The poem The Chimney Sweeper consists of a few young boys who live a challenging life as chimneysweepers, living in an unsanitary environment. The narrator of this poem is a young child speaks of how his father sold him to an employer to work. He names a few of his mates who also share the same catastrophic experience as he does. The names listed are Tom Dacre, Dick, Joe, Ned and Jack. Tom has a dream, which showed the chimneysweepers “locked up in black coffins”. “Black is a mysterious color that is typically associated with the unknown or the negative.”(Bourn)Furthermore, a coffin is a symbol of death. The children may not be locked up in coffins literally, however they are metaphorically, because they are not living their lives free willingly but rather encaged in an environment where they would not want to be. In Tom’s dream an angel comes with a bright key and unlocks the coffin and sets all the chimneysweepers free. I believe free is the keyword here. The angel then tells Tom Dacre if he is a good boy God will love him and he will never want joy. I believe that the dream helped lighten the days of the sweepers listed above, because they believed that they were no longer alone. However the freedom stated is only absolute after their death.
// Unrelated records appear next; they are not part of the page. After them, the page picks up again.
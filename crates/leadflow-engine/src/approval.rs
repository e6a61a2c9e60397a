//! Approval gate
//!
//! Sign-off before the side-effecting action. A ticket moves through
//!
//! ```text
//! pending ─┬─> auto_approved ─> approved
//!          └─> human_review ─┬─> approved
//!                            ├─> rejected
//!                            └─> timed_out ─┬─> approved   (default action)
//!                                           └─> rejected
//! ```
//!
//! Human review is never a blocking wait: the ticket is stored with its
//! deadline on the instance, and a reviewer decision or a timeout sweep
//! resolves it later.

use chrono::{DateTime, Utc};
use serde::{Deserialize, Serialize};
use std::time::Duration;

use crate::error::EngineError;
use crate::instance::{offset, InstanceId, WorkflowInstance};

/// A reviewer decision, also used as the timeout default
#[derive(Debug, Clone, Copy, PartialEq, Eq, Serialize, Deserialize)]
#[serde(rename_all = "snake_case")]
pub enum ApprovalDecision {
    Approve,
    Reject,
}

/// Approval gate settings
#[derive(Debug, Clone, PartialEq, Serialize, Deserialize)]
#[serde(default)]
pub struct ApprovalConfig {
    /// Scores at or above this approve without review
    pub auto_approval_threshold: u8,

    /// How long a human review may stay open
    #[serde(with = "humantime_serde")]
    pub timeout: Duration,

    /// Applied when the review deadline passes
    pub default_action: ApprovalDecision,
}

impl Default for ApprovalConfig {
    fn default() -> Self {
        Self {
            auto_approval_threshold: 90,
            timeout: Duration::from_secs(24 * 60 * 60),
            default_action: ApprovalDecision::Reject,
        }
    }
}

impl ApprovalConfig {
    pub fn with_threshold(mut self, threshold: u8) -> Self {
        self.auto_approval_threshold = threshold;
        self
    }

    pub fn with_timeout(mut self, timeout: Duration) -> Self {
        self.timeout = timeout;
        self
    }

    pub fn with_default_action(mut self, action: ApprovalDecision) -> Self {
        self.default_action = action;
        self
    }

    pub fn validate(&self) -> Result<(), EngineError> {
        if self.auto_approval_threshold > 100 {
            return Err(EngineError::config(
                "auto_approval_threshold must be within 0-100",
            ));
        }
        Ok(())
    }
}

/// States of an approval ticket
#[derive(Debug, Clone, Copy, PartialEq, Eq, Serialize, Deserialize)]
#[serde(rename_all = "snake_case")]
pub enum ApprovalState {
    Pending,
    AutoApproved,
    HumanReview,
    TimedOut,
    Approved,
    Rejected,
}

impl ApprovalState {
    pub fn can_transition_to(self, next: ApprovalState) -> bool {
        use ApprovalState::*;
        matches!(
            (self, next),
            (Pending, AutoApproved)
                | (Pending, HumanReview)
                | (AutoApproved, Approved)
                | (HumanReview, Approved)
                | (HumanReview, Rejected)
                | (HumanReview, TimedOut)
                | (TimedOut, Approved)
                | (TimedOut, Rejected)
        )
    }

    pub fn is_resolved(self) -> bool {
        matches!(self, ApprovalState::Approved | ApprovalState::Rejected)
    }
}

/// Approval record stored on the instance
#[derive(Debug, Clone, PartialEq, Serialize, Deserialize)]
pub struct ApprovalTicket {
    pub stage: String,
    pub state: ApprovalState,
    /// Every state visited, in order
    pub trail: Vec<ApprovalState>,
    pub score: Option<f64>,
    pub threshold: u8,
    pub requested_at: DateTime<Utc>,
    /// Set when the ticket enters human review
    pub deadline: Option<DateTime<Utc>>,
    pub default_action: ApprovalDecision,
    pub decided_by: Option<String>,
    pub decided_at: Option<DateTime<Utc>>,
}

impl ApprovalTicket {
    /// Open a ticket and route it: auto-approve or send to human review.
    ///
    /// A missing score never auto-approves.
    pub fn open(stage: impl Into<String>, score: Option<f64>, config: &ApprovalConfig, now: DateTime<Utc>) -> Self {
        let mut ticket = Self {
            stage: stage.into(),
            state: ApprovalState::Pending,
            trail: vec![ApprovalState::Pending],
            score,
            threshold: config.auto_approval_threshold,
            requested_at: now,
            deadline: None,
            default_action: config.default_action,
            decided_by: None,
            decided_at: None,
        };

        let auto = score.is_some_and(|s| s >= f64::from(config.auto_approval_threshold));
        if auto {
            ticket.push(ApprovalState::AutoApproved);
            ticket.push(ApprovalState::Approved);
            ticket.decided_by = Some("auto".to_string());
            ticket.decided_at = Some(now);
        } else {
            ticket.push(ApprovalState::HumanReview);
            ticket.deadline = Some(offset(now, config.timeout));
        }
        ticket
    }

    fn push(&mut self, next: ApprovalState) {
        debug_assert!(self.state.can_transition_to(next), "{:?} -> {:?}", self.state, next);
        self.state = next;
        self.trail.push(next);
    }

    fn transition(&mut self, next: ApprovalState, instance_id: &InstanceId) -> Result<(), EngineError> {
        if !self.state.can_transition_to(next) {
            return Err(EngineError::invalid_transition(
                instance_id,
                format!("approval cannot move from {:?} to {:?}", self.state, next),
            ));
        }
        self.push(next);
        Ok(())
    }

    pub fn is_awaiting_review(&self) -> bool {
        self.state == ApprovalState::HumanReview
    }

    /// In human review with the deadline at or before `now`
    pub fn is_overdue(&self, now: DateTime<Utc>) -> bool {
        self.is_awaiting_review() && self.deadline.is_some_and(|d| d <= now)
    }

    /// Apply a reviewer decision made at `now`.
    ///
    /// A decision at or after the deadline is discarded: the ticket times out
    /// to its default action and [`EngineError::ApprovalTimeout`] is returned
    /// after the ticket has been updated.
    pub fn decide(
        &mut self,
        decision: ApprovalDecision,
        reviewer: impl Into<String>,
        now: DateTime<Utc>,
        instance_id: &InstanceId,
    ) -> Result<(), EngineError> {
        if self.is_overdue(now) {
            self.expire(now, instance_id)?;
            return Err(EngineError::ApprovalTimeout(instance_id.clone()));
        }
        let next = match decision {
            ApprovalDecision::Approve => ApprovalState::Approved,
            ApprovalDecision::Reject => ApprovalState::Rejected,
        };
        self.transition(next, instance_id)?;
        self.decided_by = Some(reviewer.into());
        self.decided_at = Some(now);
        Ok(())
    }

    /// Resolve an overdue review to the default action.
    ///
    /// Returns `false` when the ticket was not overdue.
    pub fn expire(&mut self, now: DateTime<Utc>, instance_id: &InstanceId) -> Result<bool, EngineError> {
        if !self.is_overdue(now) {
            return Ok(false);
        }
        self.transition(ApprovalState::TimedOut, instance_id)?;
        let next = match self.default_action {
            ApprovalDecision::Approve => ApprovalState::Approved,
            ApprovalDecision::Reject => ApprovalState::Rejected,
        };
        self.transition(next, instance_id)?;
        self.decided_by = Some("timeout".to_string());
        self.decided_at = Some(now);
        Ok(true)
    }

    /// Final decision, once resolved
    pub fn outcome(&self) -> Option<ApprovalDecision> {
        match self.state {
            ApprovalState::Approved => Some(ApprovalDecision::Approve),
            ApprovalState::Rejected => Some(ApprovalDecision::Reject),
            _ => None,
        }
    }

    pub fn timed_out(&self) -> bool {
        self.trail.contains(&ApprovalState::TimedOut)
    }
}

/// Notification sent to the reviewer channel
#[derive(Debug, Clone, PartialEq, Serialize, Deserialize)]
pub struct ReviewRequest {
    pub instance_id: InstanceId,
    pub stage: String,
    pub score: Option<f64>,
    pub threshold: u8,
    pub deadline: Option<DateTime<Utc>>,
    pub summary: String,
}

impl ReviewRequest {
    pub fn for_instance(instance: &WorkflowInstance, ticket: &ApprovalTicket) -> Self {
        let subject = ["company", "name", "email"]
            .iter()
            .find_map(|key| instance.payload.get(*key).and_then(|v| v.as_str()))
            .unwrap_or("lead");
        let score = ticket
            .score
            .map(|s| format!("{s:.0}"))
            .unwrap_or_else(|| "n/a".to_string());
        Self {
            instance_id: instance.id.clone(),
            stage: ticket.stage.clone(),
            score: ticket.score,
            threshold: ticket.threshold,
            deadline: ticket.deadline,
            summary: format!(
                "{subject}: score {score} below auto-approval threshold {}",
                ticket.threshold
            ),
        }
    }
}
William Blake designed the engraving below to pair with the poem The Chimney Sweeper. The poem gives off a desolate impression, however the image below shows children with their hands in the air, one may consider that as a sign of celebration. Even though the narrator is one of the chimneysweepers most of the poem is abut Tom’s dream. The engraving shows many more children. Furthermore instead of an angel using a bright key to unlock the coffin and let the chimneysweeper go free as stated in the poem, there is a woman lowering a child into the coffin.